* _WHAT IS EXPECTED_
Match the string "YYYY" against each line below, and copy every line that matches.
[[ THE DATA open ]]
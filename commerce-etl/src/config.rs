//! Pipeline configuration.
//!
//! Thresholds are handed to the aggregators by the orchestrator; the core
//! never discovers them on its own.

use crate::context::EtlContextConfig;
use crate::error::{EtlError, Result};
use crate::security::check_fraction;
use serde::{Deserialize, Serialize};
use std::collections::BTreeMap;
use std::path::Path;

/// Parameters of the ranking and filtering aggregations.
#[derive(Debug, Clone, PartialEq, Serialize, Deserialize)]
#[serde(default)]
pub struct AggregationThresholds {
    pub top_spenders_n: usize,
    /// Spend quantile a customer must reach to rank as a top spender.
    pub top_spenders_percentile: f64,
    pub recurring_min_orders: usize,
    pub top_products_n: usize,
    pub low_stock_items_n: usize,
    pub min_reviews_for_product: usize,
    pub top_reviewed_products_n: usize,
}

impl Default for AggregationThresholds {
    fn default() -> Self {
        Self {
            top_spenders_n: 5,
            top_spenders_percentile: 0.8,
            recurring_min_orders: 2,
            top_products_n: 10,
            low_stock_items_n: 20,
            min_reviews_for_product: 3,
            top_reviewed_products_n: 20,
        }
    }
}

/// Which file formats the loading stage writes.
#[derive(Debug, Clone, Copy, PartialEq, Eq, Serialize, Deserialize)]
#[serde(default)]
pub struct OutputFormats {
    pub csv: bool,
    pub parquet: bool,
}

impl Default for OutputFormats {
    fn default() -> Self {
        Self {
            csv: true,
            parquet: true,
        }
    }
}

/// Top-level configuration of an ETL run.
///
/// # Examples
///
/// ```rust
/// use commerce_etl::config::PipelineConfig;
///
/// let config = PipelineConfig::from_json_str(
///     r#"{ "thresholds": { "top_spenders_n": 3 }, "output_formats": { "parquet": false } }"#,
/// )
/// .unwrap();
/// assert_eq!(config.thresholds.top_spenders_n, 3);
/// assert_eq!(config.thresholds.recurring_min_orders, 2);
/// assert!(config.output_formats.csv);
/// assert!(!config.output_formats.parquet);
/// ```
#[derive(Debug, Clone, PartialEq, Serialize, Deserialize)]
#[serde(default)]
pub struct PipelineConfig {
    pub thresholds: AggregationThresholds,
    /// Logical table name to source file stem.
    pub source_tables: BTreeMap<String, String>,
    pub output_formats: OutputFormats,
    pub context: EtlContextConfig,
}

impl Default for PipelineConfig {
    fn default() -> Self {
        let source_tables = [
            "orders",
            "order_items",
            "customers",
            "promotions",
            "products",
            "reviews",
            "inventory",
            "warehouses",
        ]
        .into_iter()
        .map(|name| (name.to_string(), format!("ecommerce_{name}")))
        .collect();

        Self {
            thresholds: AggregationThresholds::default(),
            source_tables,
            output_formats: OutputFormats::default(),
            context: EtlContextConfig::default(),
        }
    }
}

impl PipelineConfig {
    /// Parses and validates a JSON configuration. Missing fields take defaults.
    pub fn from_json_str(json: &str) -> Result<Self> {
        let config: Self = serde_json::from_str(json)?;
        config.validate()?;
        Ok(config)
    }

    /// Reads a JSON configuration file.
    pub fn from_json_file(path: impl AsRef<Path>) -> Result<Self> {
        let path = path.as_ref();
        let contents = std::fs::read_to_string(path).map_err(|e| {
            EtlError::Configuration(format!(
                "Cannot read configuration file {}: {e}",
                path.display()
            ))
        })?;
        Self::from_json_str(&contents)
    }

    pub fn validate(&self) -> Result<()> {
        check_fraction(
            self.thresholds.top_spenders_percentile,
            "top_spenders_percentile",
        )?;
        if self.source_tables.is_empty() {
            return Err(EtlError::Configuration(
                "source_tables must map at least one logical table".to_string(),
            ));
        }
        if let Some((name, _)) = self
            .source_tables
            .iter()
            .find(|(name, stem)| name.trim().is_empty() || stem.trim().is_empty())
        {
            return Err(EtlError::Configuration(format!(
                "source_tables entry '{name}' has an empty name or file stem"
            )));
        }
        Ok(())
    }

    /// Source file stem of a logical table, falling back to the name itself.
    pub fn source_for<'a>(&'a self, logical: &'a str) -> &'a str {
        self.source_tables
            .get(logical)
            .map(String::as_str)
            .unwrap_or(logical)
    }

    pub fn with_thresholds(mut self, thresholds: AggregationThresholds) -> Self {
        self.thresholds = thresholds;
        self
    }

    pub fn with_output_formats(mut self, output_formats: OutputFormats) -> Self {
        self.output_formats = output_formats;
        self
    }

    pub fn with_context(mut self, context: EtlContextConfig) -> Self {
        self.context = context;
        self
    }

    pub fn with_source_table(mut self, logical: impl Into<String>, stem: impl Into<String>) -> Self {
        self.source_tables.insert(logical.into(), stem.into());
        self
    }
}
//! Column derivations shared by the enrichers.

use crate::coercion::{coerce_array, ColumnType};
use crate::dataset::Dataset;
use crate::error::{EtlError, Result};
use arrow::array::{Array, BooleanArray, Float64Array, Int64Array, StringArray, TimestampNanosecondArray};
use arrow::compute::cast;
use arrow::datatypes::DataType;
use arrow::temporal_conversions::timestamp_ns_to_datetime;
use chrono::{Datelike, Duration, NaiveDate};

/// Calendar bucket a timestamp is labelled with.
#[derive(Debug, Clone, Copy, PartialEq, Eq)]
pub enum Period {
    /// `YYYY-MM`
    Month,
    /// `YYYY-MM-DD/YYYY-MM-DD`, Monday to Sunday
    Week,
}

impl Period {
    /// Labels are fixed-width, so lexical order is chronological.
    pub fn label(&self, date: NaiveDate) -> String {
        match self {
            Self::Month => date.format("%Y-%m").to_string(),
            Self::Week => {
                let start = date - Duration::days(i64::from(date.weekday().num_days_from_monday()));
                let end = start + Duration::days(6);
                format!("{}/{}", start.format("%Y-%m-%d"), end.format("%Y-%m-%d"))
            }
        }
    }
}

/// Period labels for a timestamp column; null timestamps stay null.
pub fn period_column(dataset: &Dataset, column: &str, period: Period) -> Result<StringArray> {
    let coerced = coerce_array(dataset.require_column(column)?, ColumnType::Timestamp)?;
    let timestamps = coerced
        .as_any()
        .downcast_ref::<TimestampNanosecondArray>()
        .ok_or_else(|| EtlError::Internal(format!("Column '{column}' is not a timestamp")))?;
    Ok(timestamps
        .iter()
        .map(|v| v.and_then(timestamp_ns_to_datetime).map(|dt| period.label(dt.date())))
        .collect())
}

/// Applies `predicate` per row; null inputs yield `null_as`.
pub fn flag(values: &Float64Array, null_as: bool, predicate: impl Fn(f64) -> bool) -> BooleanArray {
    values
        .iter()
        .map(|v| Some(v.map(&predicate).unwrap_or(null_as)))
        .collect()
}

/// Compares two numeric columns row by row; a null on either side is `false`.
pub fn compare_columns(
    left: &Float64Array,
    right: &Float64Array,
    predicate: impl Fn(f64, f64) -> bool,
) -> BooleanArray {
    left.iter()
        .zip(right.iter())
        .map(|pair| match pair {
            (Some(l), Some(r)) => Some(predicate(l, r)),
            _ => Some(false),
        })
        .collect()
}

/// Character count of a text column, `0` for nulls.
pub fn char_lengths(dataset: &Dataset, column: &str) -> Result<Int64Array> {
    let Some(array) = dataset.column(column) else {
        return Ok(Int64Array::from(vec![0; dataset.num_rows()]));
    };
    let text = cast(array, &DataType::Utf8)?;
    let text = text
        .as_any()
        .downcast_ref::<StringArray>()
        .ok_or_else(|| EtlError::Internal(format!("Column '{column}' is not text")))?;
    Ok(text
        .iter()
        .map(|v| Some(v.map(|s| s.chars().count() as i64).unwrap_or(0)))
        .collect())
}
[[ THE DATA closed ]]
* _RESULT_
    /// `YYYY-MM`
    /// `YYYY-MM-DD/YYYY-MM-DD`, Monday to Sunday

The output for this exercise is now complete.